Le baron est ce qu'on appelle encore aujourd'hui un parfait gentilhomme. Il n'est pas beau, et il a quelque peu la physionomie de son nom. Sa grosse figure colorée se cache dans un buisson de barbe rousse. Il est robuste comme un chasseur, avec une pointe de ventre, et vous ne lui donneriez pas plus de quarante ans, quoiqu'il en ait cinquante. Les barons de Sanglié datent d'une époque où l'on bâtissait solidement. Assez riche pour mener grand train sans rien faire, il se traite en ami, prend soin de sa personne, et vit pour vivre bien. Son costume et sa tournure sont également aristocratiques. On le rencontre le matin dans des vêtements larges, solides, confortables et d'une élégance coquettement négligée. Le soir, il est irréprochable sans avoir l'air habillé. Il est de ces hommes fort rares dont la tenue ne frappe jamais les yeux: on dirait que leurs habits ont poussé sur eux et sont le feuillage naturel de leur personne. Ses redingotes se font à Londres et ses habits à Paris. Il a soin de son corps, cet autre vêtement de l'homme. Il monte à cheval tous les jours et fréquente le jeu de paume; le soir il est abonné aux deux opéras, et il fait le whist à son club. Beau joueur, bon convive et buveur magnifique; grand connaisseur en cigares, grand amateur de tableaux, assez bon cavalier pour gagner un steeple-chase, trop sage pour faire courir et jeter sa fortune dans une écurie d'entraînement; indifférent aux livres nouveaux, insouciant des choses politiques, prêteur facile à ceux qui peuvent rendre, généreux à l'occasion pour ceux qui n'ont rien, très-rond avec les hommes, d'une politesse cavalière avec les femmes, il est aimable et bon comme tous les égoïstes intelligents. Faire le bien sans s'incommoder, c'est encore de l'égoïsme.
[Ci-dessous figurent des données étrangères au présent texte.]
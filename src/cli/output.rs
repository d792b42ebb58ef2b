//! CLI output: error mapping from domain errors to stable CLI surface.

use crate::error::SitegenError;

/// Map domain errors to a string for CLI output, prefixed with a stable category.
pub fn map_error(e: &SitegenError) -> String {
    format!("error[{}]: {}", e.kind(), e)
}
Le sauvetage du pauvre duc n'était pas une opération facile. Le baron n'en serait jamais venu à bout sans un auxiliaire puissant, la vanité. Elle surnageait encore un peu, dans ce triste naufrage de toutes les vertus aristocratiques; M. de Sanglié le prit par là, comme on arrête un noyé par les cheveux.
Il s'en alla le chercher jusque dans les bouges où il traînait son nom et sa caste. Il lui frappa rudement sur l'épaule et lui dit, avec cette franchise qui cache si bien la flatterie: «Que faites-vous ici, mon cher duc? Vous n'êtes pas à votre place. Tout le monde vous désire au faubourg, hommes et femmes; m'entendez-vous bien? Tous les La Tour d'Embleuse y ont tenu leur rang depuis Charlemagne: je ne vous reconnais pas le droit de faire banqueroute à vos ancêtres. Nous avons tous besoin de vous. Eh, morbleu! si vous vous enterrez ici, à la fleur de l'âge mûr, qui est-ce qui nous donnera des leçons d'élégance? qui est-ce qui nous apprendra la grande vie, l'art de manger proprement une fortune et l'art de plaire aux femmes, qui va se perdant tous les jours?»
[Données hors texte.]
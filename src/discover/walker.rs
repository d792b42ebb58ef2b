//! Filesystem walker for site-description discovery

use crate::discover::path::world_name;
use crate::error::SitegenError;
use serde::Serialize;
use std::path::PathBuf;
use walkdir::{DirEntry, WalkDir};

/// A discovered site-description input
#[derive(Debug, Clone, PartialEq, Eq, Serialize)]
pub struct SiteInput {
    /// Path to the input file (rooted at the walk root)
    pub path: PathBuf,
    /// File name with the compound suffix stripped
    pub world_name: String,
}

/// Discovery configuration
#[derive(Debug, Clone)]
pub struct WalkerConfig {
    /// Compound suffix identifying site descriptions (e.g. ".building.yaml")
    pub suffix: String,
    /// Whether to follow symbolic links (default: false for determinism)
    pub follow_symlinks: bool,
    /// Directory or file names to skip (e.g. ".git", "build")
    pub ignore_patterns: Vec<String>,
    /// Maximum depth to traverse (None = unlimited)
    pub max_depth: Option<usize>,
}

pub const DEFAULT_SUFFIX: &str = ".building.yaml";

impl Default for WalkerConfig {
    fn default() -> Self {
        Self {
            suffix: DEFAULT_SUFFIX.to_string(),
            follow_symlinks: false,
            ignore_patterns: vec![
                ".git".to_string(),
                "target".to_string(),
                "build".to_string(),
                "install".to_string(),
            ],
            max_depth: None,
        }
    }
}

/// Recursive site-description walker
pub struct Walker {
    root: PathBuf,
    config: WalkerConfig,
}

impl Walker {
    /// Create a new walker for the given root path
    pub fn new(root: PathBuf) -> Self {
        Self {
            root,
            config: WalkerConfig::default(),
        }
    }

    /// Create a walker with custom configuration
    pub fn with_config(root: PathBuf, config: WalkerConfig) -> Self {
        Self { root, config }
    }

    pub fn suffix(&self) -> &str {
        &self.config.suffix
    }

    /// Walk the root and collect every matching file
    ///
    /// Returns inputs sorted by path for determinism. A missing or unreadable
    /// root is a discovery error, not an empty result.
    pub fn walk(&self) -> Result<Vec<SiteInput>, SitegenError> {
        if !self.root.is_dir() {
            return Err(SitegenError::Discovery {
                root: self.root.clone(),
                message: "input root is not a directory".to_string(),
            });
        }

        let mut inputs = Vec::new();

        let walker = WalkDir::new(&self.root)
            .follow_links(self.config.follow_symlinks)
            .max_depth(self.config.max_depth.unwrap_or(usize::MAX))
            .into_iter()
            .filter_entry(|entry| entry.depth() == 0 || !self.should_ignore(entry));

        for entry in walker {
            let entry = entry.map_err(|e| SitegenError::Discovery {
                root: self.root.clone(),
                message: e.to_string(),
            })?;

            if !entry.file_type().is_file() {
                continue;
            }

            if let Some(name) = world_name(entry.path(), &self.config.suffix) {
                inputs.push(SiteInput {
                    path: entry.path().to_path_buf(),
                    world_name: name,
                });
            }
        }

        // Sort by path for determinism
        inputs.sort_by(|a, b| a.path.cmp(&b.path));

        Ok(inputs)
    }

    /// Check if an entry should be skipped based on ignore patterns
    fn should_ignore(&self, entry: &DirEntry) -> bool {
        let name = entry.file_name().to_string_lossy();
        self.config
            .ignore_patterns
            .iter()
            .any(|pattern| name == pattern.as_str())
    }
}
Le duc répondit en grommelant, comme un buveur réveillé mal à propos. Il cuvait en paix sa nouvelle fortune; il ne se souciait pas de reprendre les habitudes gênantes que le monde impose à ses esclaves; une paresse invincible l'enchaînait aux plaisirs faciles qui n'exigent aucuns frais de toilette, de décence ou d'intelligence. Il prétendit qu'il était bien, qu'il ne voulait rien de mieux, et que chacun prend son plaisir où il le trouve.
«Venez avec moi, reprit le baron, et je jure de vous faire trouver des divertissements plus dignes de vous. Ne craignez pas de perdre au change: on vit bien dans notre monde, et vous le savez mieux que personne. Vous ne supposez pas que je sois venu ici pour vous ramener dans votre ménage: je vous aurais envoyé un missionnaire. Que diable! je suis un peu de votre école. Je ne méprise ni le vin, ni le jeu, ni l'amour; mais je maintiendrai contre tout le monde et contre vous-même qu'un duc de La Tour d'Embleuse ne doit s'enivrer, se ruiner ou se damner que dans la compagnie de ses pairs!»